TASK OBJECTIVE >> Transcribe the stretch of entries below from the line with "filename src/linalg.rs" through the line with "matrix is symmetric.", exactly and with both ends included; leave out all other lines.

────────────────

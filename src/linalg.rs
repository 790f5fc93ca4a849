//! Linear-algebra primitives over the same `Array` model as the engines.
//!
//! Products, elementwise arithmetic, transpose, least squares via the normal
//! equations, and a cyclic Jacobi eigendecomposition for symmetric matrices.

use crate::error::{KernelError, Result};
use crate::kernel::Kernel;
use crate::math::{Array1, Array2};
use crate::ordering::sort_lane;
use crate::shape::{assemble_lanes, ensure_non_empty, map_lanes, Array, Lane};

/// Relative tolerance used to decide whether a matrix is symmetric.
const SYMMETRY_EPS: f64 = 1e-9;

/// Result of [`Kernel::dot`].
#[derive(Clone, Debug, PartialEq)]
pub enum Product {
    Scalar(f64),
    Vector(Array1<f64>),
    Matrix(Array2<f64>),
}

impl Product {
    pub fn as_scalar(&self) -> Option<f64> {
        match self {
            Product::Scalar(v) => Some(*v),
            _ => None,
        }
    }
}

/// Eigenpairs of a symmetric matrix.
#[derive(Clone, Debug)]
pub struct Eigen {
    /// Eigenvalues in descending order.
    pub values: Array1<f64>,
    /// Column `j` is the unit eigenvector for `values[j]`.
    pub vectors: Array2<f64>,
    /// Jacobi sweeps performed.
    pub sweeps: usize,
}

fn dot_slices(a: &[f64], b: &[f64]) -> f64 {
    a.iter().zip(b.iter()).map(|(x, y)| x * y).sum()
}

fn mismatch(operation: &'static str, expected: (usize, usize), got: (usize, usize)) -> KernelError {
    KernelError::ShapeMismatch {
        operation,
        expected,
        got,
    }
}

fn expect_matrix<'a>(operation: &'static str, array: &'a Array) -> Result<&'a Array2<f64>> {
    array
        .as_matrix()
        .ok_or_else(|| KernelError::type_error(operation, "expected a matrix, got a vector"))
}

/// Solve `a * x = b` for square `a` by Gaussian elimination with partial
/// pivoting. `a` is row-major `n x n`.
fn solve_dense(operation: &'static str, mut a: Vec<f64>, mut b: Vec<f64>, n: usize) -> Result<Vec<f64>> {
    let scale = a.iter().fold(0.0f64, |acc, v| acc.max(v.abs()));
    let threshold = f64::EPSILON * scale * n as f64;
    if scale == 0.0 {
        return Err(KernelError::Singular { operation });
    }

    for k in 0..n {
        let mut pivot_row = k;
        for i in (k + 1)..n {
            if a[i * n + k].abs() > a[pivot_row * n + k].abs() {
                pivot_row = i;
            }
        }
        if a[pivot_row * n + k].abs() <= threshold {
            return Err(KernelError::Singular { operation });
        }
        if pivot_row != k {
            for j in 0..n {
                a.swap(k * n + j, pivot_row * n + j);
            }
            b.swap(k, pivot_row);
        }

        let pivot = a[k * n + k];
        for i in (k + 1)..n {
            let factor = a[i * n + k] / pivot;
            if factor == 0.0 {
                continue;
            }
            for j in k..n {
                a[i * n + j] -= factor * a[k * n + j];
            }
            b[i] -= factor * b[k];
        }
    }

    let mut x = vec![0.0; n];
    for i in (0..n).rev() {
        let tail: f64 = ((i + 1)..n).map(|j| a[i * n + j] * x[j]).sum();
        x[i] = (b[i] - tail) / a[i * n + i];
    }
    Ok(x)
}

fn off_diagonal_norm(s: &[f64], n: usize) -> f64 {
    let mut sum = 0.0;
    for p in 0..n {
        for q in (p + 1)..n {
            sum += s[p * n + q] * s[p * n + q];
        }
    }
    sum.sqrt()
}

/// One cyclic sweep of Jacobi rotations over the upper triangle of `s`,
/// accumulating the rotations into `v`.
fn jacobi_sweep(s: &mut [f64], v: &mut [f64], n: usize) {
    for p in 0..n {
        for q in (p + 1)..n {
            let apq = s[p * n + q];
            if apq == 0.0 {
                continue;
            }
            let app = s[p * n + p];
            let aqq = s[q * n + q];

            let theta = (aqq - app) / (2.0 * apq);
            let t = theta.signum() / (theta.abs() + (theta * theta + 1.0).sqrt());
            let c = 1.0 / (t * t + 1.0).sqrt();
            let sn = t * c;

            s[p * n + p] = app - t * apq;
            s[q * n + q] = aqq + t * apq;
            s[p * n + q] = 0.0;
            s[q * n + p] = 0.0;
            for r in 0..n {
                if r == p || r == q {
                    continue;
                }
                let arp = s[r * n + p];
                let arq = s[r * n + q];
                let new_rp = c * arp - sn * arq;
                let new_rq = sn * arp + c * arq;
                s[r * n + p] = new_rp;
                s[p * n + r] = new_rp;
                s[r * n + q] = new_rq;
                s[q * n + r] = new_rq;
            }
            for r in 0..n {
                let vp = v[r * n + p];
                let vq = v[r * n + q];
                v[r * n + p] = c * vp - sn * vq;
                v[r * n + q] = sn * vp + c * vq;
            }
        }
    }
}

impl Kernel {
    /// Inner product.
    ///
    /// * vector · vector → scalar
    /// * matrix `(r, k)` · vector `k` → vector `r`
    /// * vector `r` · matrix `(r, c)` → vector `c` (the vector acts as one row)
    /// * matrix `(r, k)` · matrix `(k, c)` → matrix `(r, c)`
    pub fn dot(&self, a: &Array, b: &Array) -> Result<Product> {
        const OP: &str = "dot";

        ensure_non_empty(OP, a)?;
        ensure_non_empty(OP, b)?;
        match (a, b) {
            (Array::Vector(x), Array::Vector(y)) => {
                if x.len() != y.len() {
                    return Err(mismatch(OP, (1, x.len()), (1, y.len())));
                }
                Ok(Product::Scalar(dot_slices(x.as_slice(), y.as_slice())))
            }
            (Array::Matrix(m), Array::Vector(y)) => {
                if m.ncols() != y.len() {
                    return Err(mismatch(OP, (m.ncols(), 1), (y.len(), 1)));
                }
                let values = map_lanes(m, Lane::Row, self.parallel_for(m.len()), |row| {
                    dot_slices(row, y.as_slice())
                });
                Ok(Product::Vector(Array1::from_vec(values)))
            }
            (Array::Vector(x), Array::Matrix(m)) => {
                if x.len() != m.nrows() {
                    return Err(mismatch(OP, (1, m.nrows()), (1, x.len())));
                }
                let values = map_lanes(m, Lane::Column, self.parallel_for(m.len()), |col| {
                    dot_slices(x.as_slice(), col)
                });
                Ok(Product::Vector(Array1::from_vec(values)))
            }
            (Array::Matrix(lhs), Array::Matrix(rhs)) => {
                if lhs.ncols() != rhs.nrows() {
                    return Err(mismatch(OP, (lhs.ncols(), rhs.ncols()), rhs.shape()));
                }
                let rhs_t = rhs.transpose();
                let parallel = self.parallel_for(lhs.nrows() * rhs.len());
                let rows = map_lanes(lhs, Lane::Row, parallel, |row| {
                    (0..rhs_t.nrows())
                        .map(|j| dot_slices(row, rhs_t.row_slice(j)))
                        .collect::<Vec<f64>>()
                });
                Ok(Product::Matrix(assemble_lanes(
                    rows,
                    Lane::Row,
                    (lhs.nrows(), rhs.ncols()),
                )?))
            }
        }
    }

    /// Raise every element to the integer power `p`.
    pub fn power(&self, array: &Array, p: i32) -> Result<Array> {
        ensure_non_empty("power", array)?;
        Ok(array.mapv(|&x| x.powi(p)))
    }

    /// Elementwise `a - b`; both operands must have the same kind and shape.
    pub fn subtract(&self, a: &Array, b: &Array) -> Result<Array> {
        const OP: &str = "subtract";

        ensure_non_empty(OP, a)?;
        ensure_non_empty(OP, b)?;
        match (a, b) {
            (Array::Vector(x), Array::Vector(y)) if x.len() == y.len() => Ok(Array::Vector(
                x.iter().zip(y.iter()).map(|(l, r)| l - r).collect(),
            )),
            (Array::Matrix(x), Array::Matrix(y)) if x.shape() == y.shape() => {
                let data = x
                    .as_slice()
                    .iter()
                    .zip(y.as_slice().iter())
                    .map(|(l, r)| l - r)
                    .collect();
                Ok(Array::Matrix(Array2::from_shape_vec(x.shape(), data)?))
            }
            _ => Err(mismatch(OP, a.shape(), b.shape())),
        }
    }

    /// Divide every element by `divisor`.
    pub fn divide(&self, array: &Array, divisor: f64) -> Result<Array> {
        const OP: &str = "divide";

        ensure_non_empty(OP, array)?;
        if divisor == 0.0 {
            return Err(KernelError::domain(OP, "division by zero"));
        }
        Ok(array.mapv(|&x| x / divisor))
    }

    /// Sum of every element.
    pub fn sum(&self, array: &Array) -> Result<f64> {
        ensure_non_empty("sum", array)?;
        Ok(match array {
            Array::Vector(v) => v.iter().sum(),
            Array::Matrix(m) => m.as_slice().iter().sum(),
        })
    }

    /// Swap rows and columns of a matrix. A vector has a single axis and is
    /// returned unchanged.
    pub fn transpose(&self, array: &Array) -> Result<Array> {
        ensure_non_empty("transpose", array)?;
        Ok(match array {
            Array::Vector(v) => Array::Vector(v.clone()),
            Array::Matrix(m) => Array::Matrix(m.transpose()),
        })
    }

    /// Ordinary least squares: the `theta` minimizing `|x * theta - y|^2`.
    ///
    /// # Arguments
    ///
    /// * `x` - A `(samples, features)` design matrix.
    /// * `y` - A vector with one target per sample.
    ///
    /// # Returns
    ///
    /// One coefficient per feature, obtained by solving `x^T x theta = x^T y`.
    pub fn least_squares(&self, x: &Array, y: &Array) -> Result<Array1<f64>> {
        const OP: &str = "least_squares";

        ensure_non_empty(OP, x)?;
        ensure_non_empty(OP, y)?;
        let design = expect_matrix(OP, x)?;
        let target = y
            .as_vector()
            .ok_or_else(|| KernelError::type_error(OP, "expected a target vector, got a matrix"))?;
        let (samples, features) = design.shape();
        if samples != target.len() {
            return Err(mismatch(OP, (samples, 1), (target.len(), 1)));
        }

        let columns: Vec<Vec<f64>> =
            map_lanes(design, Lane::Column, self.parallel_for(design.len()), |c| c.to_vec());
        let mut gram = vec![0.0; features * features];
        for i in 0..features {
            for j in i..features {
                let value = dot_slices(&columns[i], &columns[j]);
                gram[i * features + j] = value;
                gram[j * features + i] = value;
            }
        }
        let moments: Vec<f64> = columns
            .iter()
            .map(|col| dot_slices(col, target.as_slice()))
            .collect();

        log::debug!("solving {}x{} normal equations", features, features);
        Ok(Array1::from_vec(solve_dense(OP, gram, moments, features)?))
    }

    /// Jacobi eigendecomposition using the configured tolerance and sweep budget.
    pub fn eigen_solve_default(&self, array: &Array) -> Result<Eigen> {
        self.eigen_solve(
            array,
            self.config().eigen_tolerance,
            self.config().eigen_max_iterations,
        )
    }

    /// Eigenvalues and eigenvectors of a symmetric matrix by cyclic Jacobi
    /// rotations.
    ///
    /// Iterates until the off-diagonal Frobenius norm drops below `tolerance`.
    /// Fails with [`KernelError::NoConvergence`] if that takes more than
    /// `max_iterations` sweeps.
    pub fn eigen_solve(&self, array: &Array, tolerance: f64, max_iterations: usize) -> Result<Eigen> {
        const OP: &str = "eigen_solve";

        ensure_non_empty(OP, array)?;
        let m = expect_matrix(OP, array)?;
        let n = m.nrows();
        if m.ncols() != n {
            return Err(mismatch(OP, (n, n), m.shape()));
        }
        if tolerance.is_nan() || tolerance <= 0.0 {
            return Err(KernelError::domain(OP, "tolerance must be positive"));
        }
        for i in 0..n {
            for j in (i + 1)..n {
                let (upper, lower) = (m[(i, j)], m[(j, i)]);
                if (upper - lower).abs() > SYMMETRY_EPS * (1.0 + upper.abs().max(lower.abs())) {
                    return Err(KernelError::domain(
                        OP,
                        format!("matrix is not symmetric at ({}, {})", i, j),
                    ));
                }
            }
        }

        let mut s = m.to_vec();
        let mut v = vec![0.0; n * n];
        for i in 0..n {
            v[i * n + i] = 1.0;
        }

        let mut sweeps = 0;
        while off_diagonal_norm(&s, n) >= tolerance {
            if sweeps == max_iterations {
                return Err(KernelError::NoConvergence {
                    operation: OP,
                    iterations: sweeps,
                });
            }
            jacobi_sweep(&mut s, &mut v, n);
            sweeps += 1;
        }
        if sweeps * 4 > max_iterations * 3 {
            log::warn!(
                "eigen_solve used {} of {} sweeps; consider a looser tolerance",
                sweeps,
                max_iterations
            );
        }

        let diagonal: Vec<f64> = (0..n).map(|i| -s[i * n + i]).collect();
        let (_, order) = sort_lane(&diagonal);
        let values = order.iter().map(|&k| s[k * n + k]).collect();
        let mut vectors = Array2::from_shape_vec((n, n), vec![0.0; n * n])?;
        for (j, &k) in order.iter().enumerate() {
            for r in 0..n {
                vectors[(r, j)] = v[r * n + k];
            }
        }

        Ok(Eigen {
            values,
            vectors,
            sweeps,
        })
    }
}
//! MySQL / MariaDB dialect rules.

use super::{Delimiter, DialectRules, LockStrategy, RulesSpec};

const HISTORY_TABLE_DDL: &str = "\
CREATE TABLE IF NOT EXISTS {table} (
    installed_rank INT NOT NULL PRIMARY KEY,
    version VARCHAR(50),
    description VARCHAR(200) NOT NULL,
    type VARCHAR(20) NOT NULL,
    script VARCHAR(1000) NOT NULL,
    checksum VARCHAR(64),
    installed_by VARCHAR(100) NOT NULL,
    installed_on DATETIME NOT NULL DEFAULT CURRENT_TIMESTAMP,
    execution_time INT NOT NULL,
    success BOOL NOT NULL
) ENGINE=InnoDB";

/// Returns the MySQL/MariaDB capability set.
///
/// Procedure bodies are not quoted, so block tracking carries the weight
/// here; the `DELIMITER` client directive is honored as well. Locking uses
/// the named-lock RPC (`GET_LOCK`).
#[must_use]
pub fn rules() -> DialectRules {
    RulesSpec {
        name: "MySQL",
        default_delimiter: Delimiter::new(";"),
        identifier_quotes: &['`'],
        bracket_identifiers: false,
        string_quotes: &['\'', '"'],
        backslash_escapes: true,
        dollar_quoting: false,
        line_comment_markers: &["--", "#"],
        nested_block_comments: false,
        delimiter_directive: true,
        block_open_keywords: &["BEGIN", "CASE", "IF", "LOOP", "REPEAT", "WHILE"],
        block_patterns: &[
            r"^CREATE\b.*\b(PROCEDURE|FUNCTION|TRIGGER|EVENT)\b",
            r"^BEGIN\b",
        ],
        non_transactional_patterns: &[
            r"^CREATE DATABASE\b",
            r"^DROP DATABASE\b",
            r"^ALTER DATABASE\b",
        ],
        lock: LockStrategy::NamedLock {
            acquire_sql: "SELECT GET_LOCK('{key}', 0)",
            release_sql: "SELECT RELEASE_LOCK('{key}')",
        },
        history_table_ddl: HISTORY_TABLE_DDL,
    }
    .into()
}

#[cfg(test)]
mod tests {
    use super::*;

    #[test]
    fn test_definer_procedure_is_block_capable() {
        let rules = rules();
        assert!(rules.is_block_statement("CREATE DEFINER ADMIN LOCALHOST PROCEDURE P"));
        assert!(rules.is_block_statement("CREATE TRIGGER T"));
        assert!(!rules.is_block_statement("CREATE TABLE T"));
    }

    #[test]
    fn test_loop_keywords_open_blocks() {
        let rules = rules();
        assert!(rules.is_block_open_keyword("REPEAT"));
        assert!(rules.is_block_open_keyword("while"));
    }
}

────────────────

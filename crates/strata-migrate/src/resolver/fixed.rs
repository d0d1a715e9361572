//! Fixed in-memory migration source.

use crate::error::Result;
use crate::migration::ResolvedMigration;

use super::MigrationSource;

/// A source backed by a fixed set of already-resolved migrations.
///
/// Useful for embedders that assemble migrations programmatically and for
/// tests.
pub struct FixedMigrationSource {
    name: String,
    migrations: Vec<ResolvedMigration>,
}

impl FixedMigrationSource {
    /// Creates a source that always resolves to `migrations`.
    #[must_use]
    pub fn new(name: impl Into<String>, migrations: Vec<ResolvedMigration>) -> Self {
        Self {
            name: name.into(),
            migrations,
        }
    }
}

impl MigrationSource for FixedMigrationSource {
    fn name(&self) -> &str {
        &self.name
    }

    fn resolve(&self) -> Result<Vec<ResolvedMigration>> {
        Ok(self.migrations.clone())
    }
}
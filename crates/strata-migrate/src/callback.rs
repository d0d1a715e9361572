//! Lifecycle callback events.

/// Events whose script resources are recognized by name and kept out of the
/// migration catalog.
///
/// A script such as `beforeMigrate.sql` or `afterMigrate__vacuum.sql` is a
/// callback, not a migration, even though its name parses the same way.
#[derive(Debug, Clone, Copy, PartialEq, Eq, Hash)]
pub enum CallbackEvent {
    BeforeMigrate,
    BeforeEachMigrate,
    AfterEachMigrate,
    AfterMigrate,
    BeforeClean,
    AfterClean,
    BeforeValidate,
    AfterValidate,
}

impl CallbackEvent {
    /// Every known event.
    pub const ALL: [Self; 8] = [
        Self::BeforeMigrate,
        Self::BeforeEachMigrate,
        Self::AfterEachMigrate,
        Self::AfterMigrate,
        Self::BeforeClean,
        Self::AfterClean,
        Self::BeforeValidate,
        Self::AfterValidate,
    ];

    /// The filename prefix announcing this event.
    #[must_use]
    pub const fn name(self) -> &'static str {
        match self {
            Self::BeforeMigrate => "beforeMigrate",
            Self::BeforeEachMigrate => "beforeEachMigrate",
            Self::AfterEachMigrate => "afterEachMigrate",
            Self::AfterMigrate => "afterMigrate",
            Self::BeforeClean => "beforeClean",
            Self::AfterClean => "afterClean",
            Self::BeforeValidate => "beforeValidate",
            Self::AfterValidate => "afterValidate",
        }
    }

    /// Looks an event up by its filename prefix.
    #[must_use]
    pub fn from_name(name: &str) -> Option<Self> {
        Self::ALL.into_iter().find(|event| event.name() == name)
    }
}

────────────────

WRITTEN ANSWER >>
filename src/linalg.rs
repository 790f5fc93ca4a849
//! Linear-algebra primitives over the same `Array` model as the engines.
//!
//! Products, elementwise arithmetic, transpose, least squares via the normal
//! equations, and a cyclic Jacobi eigendecomposition for symmetric matrices.

use crate::error::{KernelError, Result};
use crate::kernel::Kernel;
use crate::math::{Array1, Array2};
use crate::ordering::sort_lane;
use crate::shape::{assemble_lanes, ensure_non_empty, map_lanes, Array, Lane};

/// Relative tolerance used to decide whether a matrix is symmetric.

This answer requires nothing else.